Para aplicar o Tratado, em setembro de 1751, chegou a Belém o irmão do marquês de Pombal, Francisco Xavier de Mendonça Furtado. Ele redesenhou a Amazônia brasileira. Fundou a Companhia Geral de Comércio do Grão Pará e Maranhão e proclamou o Diretório dos Índios. Os jesuítas foram expulsos. Atividades econômicas caíram sob o controle do Estado. Houve decadência na produção de drogas do sertão e perda de conhecimentos acumulados sobre as plantas por jesuítas, como relatou o padre João Daniel (1722-1776), autor de obra enciclopédica, a “bíblia ecológica” da Amazônia.

Esse era o tempo de Alexandre R. Ferreira. As fronteiras foram demarcadas. A reforma urbana favoreceu o renascimento de povoados e vilas da região. A Coroa contratou e transferiu para a Amazônia, na segunda metade do século XVIII, dezenas de técnicos especializados. Dentre esses pioneiros da ciência moderna estava o arquiteto e naturalista bolonhês Antônio José Landi. Chegou a Belém em 1753, elaborou uma História Natural do Grão-Pará e manteve um horto botânico no engenho Murutucu. Deixou sua marca na cidade. Landi aguardou a chegada do naturalista Alexandre R. Ferreira, pronto para colaborar com sua Viagem Philosophica.

Graças aos conhecimentos acumulados e ao apoio das autoridades, entre 1783 e 1791, Alexandre R. Ferreira realizou coletas geológicas, botânicas, zoológicas e etnográficas por toda Amazônia, até o Mato Grosso. Navegou e caminhou milhares de quilômetros. Foram dezenas de memórias, diários, mapas, tratados, centenas de ilustrações e milhares de amostras de flora e fauna enviadas ao Museu de História Natural da Ajuda em Lisboa.

Após chegar a Lisboa, em 1794, Ferreira foi encarregado do Real Gabinete de História Natural e do Jardim Botânico. Enquanto organizava os dados e o material coletado, defendeu junto à D. Maria I, a criação de jardins botânicos, com objetivos agrícolas, científicos e econômicos, a começar por Belém.

Em 4 de novembro de 1796, uma Carta Régia da rainha, ordenou implantar um jardim botânico em Belém do Pará. O Governador executou a ordem real, escolheu local e funcionários para organizar o jardim. O Jardim Botânico do Grão Pará foi criado com a denominação de Horto Público de São José.

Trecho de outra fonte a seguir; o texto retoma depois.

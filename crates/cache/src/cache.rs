use crate::report::{CacheStats, PreloadReport};
use lru::LruCache;
use parking_lot::Mutex;
use scripture_corpus::{Chapter, ChapterRef};
use std::collections::HashSet;
use std::fmt::Display;
use std::num::NonZeroUsize;
use std::sync::Arc;
use time::UtcDateTime;

/// Default capacity, in chapters.
pub const DEFAULT_CAPACITY: usize = 32;

/// A cached chapter plus its access bookkeeping.
#[derive(Debug, Clone)]
pub struct CacheEntry {
    chapter: Arc<Chapter>,
    last_access: UtcDateTime,
    hits: u64,
}
impl CacheEntry {
    fn new(chapter: Arc<Chapter>) -> Self {
        Self { chapter, last_access: UtcDateTime::now(), hits: 0 }
    }

    fn touch(&mut self) {
        self.last_access = UtcDateTime::now();
        self.hits += 1;
    }

    pub fn chapter(&self) -> &Arc<Chapter> {
        &self.chapter
    }

    /// When the entry was inserted or last returned by [`VerseCache::get`].
    pub fn last_access(&self) -> UtcDateTime {
        self.last_access
    }

    /// How many times the entry has been returned by [`VerseCache::get`].
    pub fn hits(&self) -> u64 {
        self.hits
    }
}

struct Inner {
    entries: LruCache<ChapterRef, CacheEntry>,
    // Bumped by every `clear`.
    epoch: u64,
    hits: u64,
    misses: u64,
    evictions: u64,
}
impl Inner {
    fn lookup(&mut self, key: &ChapterRef) -> Option<Arc<Chapter>> {
        match self.entries.get_mut(key) {
            Some(entry) => {
                entry.touch();
                self.hits += 1;
                Some(Arc::clone(&entry.chapter))
            },
            None => {
                self.misses += 1;
                None
            },
        }
    }

    fn insert(&mut self, key: ChapterRef, chapter: Arc<Chapter>) {
        if let Some((evicted, _)) = self.entries.push(key, CacheEntry::new(chapter))
            && evicted != key
        {
            self.evictions += 1;
            tracing::trace!(chapter = %evicted, "Evicted chapter from cache");
        }
    }
}

/// Thread-safe, bounded LRU cache of chapters.
///
/// Every operation takes a short synchronous lock; the lock is never held
/// while a chapter is being fetched, so a slow read of one chapter does not
/// block hits on others.
pub struct VerseCache {
    inner: Mutex<Inner>,
}

impl Default for VerseCache {
    fn default() -> Self {
        Self::new(DEFAULT_CAPACITY)
    }
}

impl VerseCache {
    /// Create a cache holding at most `capacity` chapters (at least one).
    pub fn new(capacity: usize) -> Self {
        let capacity = NonZeroUsize::new(capacity).unwrap_or(NonZeroUsize::MIN);
        let inner = Inner { entries: LruCache::new(capacity), epoch: 0, hits: 0, misses: 0, evictions: 0 };
        Self { inner: Mutex::new(inner) }
    }

    /// Get a cached chapter, promoting it to most-recently-used.
    pub fn get(&self, key: &ChapterRef) -> Option<Arc<Chapter>> {
        self.inner.lock().lookup(key)
    }

    /// Look at an entry without promoting it or touching the statistics.
    pub fn peek(&self, key: &ChapterRef) -> Option<CacheEntry> {
        self.inner.lock().entries.peek(key).cloned()
    }

    pub fn contains(&self, key: &ChapterRef) -> bool {
        self.inner.lock().entries.contains(key)
    }

    /// Insert or replace a chapter, evicting the least recently used entry
    /// when the cache is full.
    pub fn put(&self, key: ChapterRef, chapter: Arc<Chapter>) {
        self.inner.lock().insert(key, chapter);
    }

    /// Return the cached chapter, or fetch and insert it on a miss.
    ///
    /// Nothing is inserted if `fetch` fails, or if the cache was cleared
    /// while `fetch` was running: the fetched chapter may predate the clear.
    pub async fn get_or_fetch<F, Fut, E>(&self, key: ChapterRef, fetch: F) -> Result<Arc<Chapter>, E>
    where
        F: FnOnce(ChapterRef) -> Fut,
        Fut: Future<Output = Result<Arc<Chapter>, E>>,
    {
        let epoch = {
            let mut inner = self.inner.lock();
            if let Some(chapter) = inner.lookup(&key) {
                return Ok(chapter);
            }
            inner.epoch
        };
        let chapter = fetch(key).await?;
        let mut inner = self.inner.lock();
        if inner.epoch == epoch {
            inner.insert(key, Arc::clone(&chapter));
        } else {
            tracing::trace!(chapter = %key, "Cache cleared during fetch, not inserting");
        }
        Ok(chapter)
    }

    /// Eagerly load `keys`, one at a time, in order.
    ///
    /// Best-effort: a chapter that fails to load is logged and recorded in the
    /// report, and the remaining keys are still attempted. Repeated keys are
    /// only loaded once.
    pub async fn preload<F, Fut, E>(&self, keys: impl IntoIterator<Item = ChapterRef>, mut fetch: F) -> PreloadReport
    where
        F: FnMut(ChapterRef) -> Fut,
        Fut: Future<Output = Result<Arc<Chapter>, E>>,
        E: Display,
    {
        let mut report = PreloadReport::default();
        let mut seen = HashSet::new();
        for key in keys {
            if !seen.insert(key) {
                continue;
            }
            match self.get_or_fetch(key, &mut fetch).await {
                Ok(_) => report.loaded.push(key),
                Err(err) => {
                    tracing::warn!(chapter = %key, error = %err, "Failed to preload chapter");
                    report.failed.push(key);
                },
            }
        }
        report
    }

    /// Drop every entry. Statistics are kept.
    pub fn clear(&self) {
        let mut inner = self.inner.lock();
        inner.entries.clear();
        inner.epoch += 1;
    }

    pub fn len(&self) -> usize {
        self.inner.lock().entries.len()
    }

    pub fn is_empty(&self) -> bool {
        self.inner.lock().entries.is_empty()
    }

    pub fn capacity(&self) -> usize {
        self.inner.lock().entries.cap().get()
    }

    pub fn stats(&self) -> CacheStats {
        let inner = self.inner.lock();
        CacheStats {
            hits: inner.hits,
            misses: inner.misses,
            evictions: inner.evictions,
            len: inner.entries.len(),
            capacity: inner.entries.cap().get(),
        }
    }
}

#[cfg(test)]
mod tests {
    use super::*;
    use rstest::rstest;
    use scripture_corpus::{BookId, Verse};
    use std::sync::atomic::{AtomicUsize, Ordering};

    fn key(chapter: u32) -> ChapterRef {
        ChapterRef::new(BookId::parse("genesis").unwrap(), chapter)
    }

    fn chapter(number: u32) -> Arc<Chapter> {
        let verses = vec![Verse::new(1, format!("Genesis {number}:1."))];
        Arc::new(Chapter::new(BookId::parse("genesis").unwrap(), number, verses).unwrap())
    }

    #[rstest]
    #[case(0, 1)]
    #[case(1, 1)]
    #[case(DEFAULT_CAPACITY, 32)]
    fn test_capacity(#[case] requested: usize, #[case] expected: usize) {
        assert_eq!(VerseCache::new(requested).capacity(), expected);
    }

    #[test]
    fn test_miss_then_hit() {
        let cache = VerseCache::default();
        assert!(cache.get(&key(1)).is_none());
        cache.put(key(1), chapter(1));
        let hit = cache.get(&key(1)).unwrap();
        assert_eq!(hit.number, 1);
        let stats = cache.stats();
        assert_eq!((stats.hits, stats.misses, stats.len), (1, 1, 1));
    }

    #[test]
    fn test_least_recently_used_is_evicted() {
        let cache = VerseCache::new(2);
        cache.put(key(1), chapter(1));
        cache.put(key(2), chapter(2));
        // Promote 1, so 2 becomes the eviction candidate.
        cache.get(&key(1));
        cache.put(key(3), chapter(3));
        assert!(cache.contains(&key(1)));
        assert!(!cache.contains(&key(2)));
        assert!(cache.contains(&key(3)));
        assert_eq!(cache.len(), 2);
        assert_eq!(cache.stats().evictions, 1);
    }

    #[test]
    fn test_replacing_is_not_an_eviction() {
        let cache = VerseCache::new(1);
        cache.put(key(1), chapter(1));
        cache.put(key(1), chapter(1));
        assert_eq!(cache.stats().evictions, 0);
        assert_eq!(cache.len(), 1);
    }

    #[test]
    fn test_access_bookkeeping() {
        let cache = VerseCache::default();
        cache.put(key(1), chapter(1));
        let inserted = cache.peek(&key(1)).unwrap();
        assert_eq!(inserted.hits(), 0);
        cache.get(&key(1));
        cache.get(&key(1));
        let touched = cache.peek(&key(1)).unwrap();
        assert_eq!(touched.hits(), 2);
        assert!(touched.last_access() >= inserted.last_access());
        // Peeking does not count as a hit.
        assert_eq!(cache.stats().hits, 2);
    }

    #[tokio::test]
    async fn test_get_or_fetch_fetches_once() {
        let cache = VerseCache::default();
        let fetches = AtomicUsize::new(0);
        for _ in 0..3 {
            let result: Result<_, String> = cache
                .get_or_fetch(key(7), |k| {
                    fetches.fetch_add(1, Ordering::SeqCst);
                    async move { Ok(chapter(k.chapter)) }
                })
                .await;
            assert_eq!(result.unwrap().number, 7);
        }
        assert_eq!(fetches.load(Ordering::SeqCst), 1);
    }

    #[tokio::test]
    async fn test_failed_fetch_is_not_cached() {
        let cache = VerseCache::default();
        let result = cache.get_or_fetch(key(1), |_| async { Err::<Arc<Chapter>, _>("storage I/O error") }).await;
        assert!(result.is_err());
        assert!(cache.is_empty());
    }

    #[tokio::test]
    async fn test_fetch_spanning_clear_is_not_cached() {
        let cache = VerseCache::default();
        let result: Result<_, String> = cache
            .get_or_fetch(key(4), |k| {
                // Cleared after the miss, before the fetch completes.
                cache.clear();
                async move { Ok(chapter(k.chapter)) }
            })
            .await;
        assert_eq!(result.unwrap().number, 4);
        assert!(!cache.contains(&key(4)));
        // The next miss is cached as usual.
        let result: Result<_, String> = cache.get_or_fetch(key(4), |k| async move { Ok(chapter(k.chapter)) }).await;
        assert!(result.is_ok());
        assert!(cache.contains(&key(4)));
    }

    #[tokio::test]
    async fn test_preload_is_best_effort() {
        let cache = VerseCache::default();
        let keys = [key(1), key(2), key(1), key(3)];
        let report = cache
            .preload(keys, |k| async move {
                match k.chapter {
                    2 => Err("chapter not found"),
                    n => Ok(chapter(n)),
                }
            })
            .await;
        assert_eq!(report.loaded, vec![key(1), key(3)]);
        assert_eq!(report.failed, vec![key(2)]);
        assert!(!report.is_complete());
        assert_eq!(cache.len(), 2);
    }

    #[test]
    fn test_clear() {
        let cache = VerseCache::default();
        cache.put(key(1), chapter(1));
        cache.put(key(2), chapter(2));
        cache.clear();
        assert!(cache.is_empty());
        assert_eq!(cache.stats().evictions, 0);
    }
}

Em 1798, carta do Conde de Linhares ordenou instalar viveiros de plantas semelhantes em Olinda, Salvador, São Paulo, Goiás, Vila Rica e São Luís. O Jardim Botânico de Belém serviu de modelo a essa implantação. Um catálogo das plantas do Jardim de Belém foi enviado ao Governador da Bahia em 1798 para criar em Salvador um jardim semelhante. D. Maria I ao Governador do Pará retrata esse objetivo: Ordena Sua Alteza Real, que V. S. deixe disposto o modo porque se hão de ir sempre aumentando particularmente espécies preciosas (…) e como desses viveiros se hão de ir distribuindo para as outras Capitanias, V. S. deve oferecê-las aos seus respectivos Governadores logo que as tenha em maior abundância.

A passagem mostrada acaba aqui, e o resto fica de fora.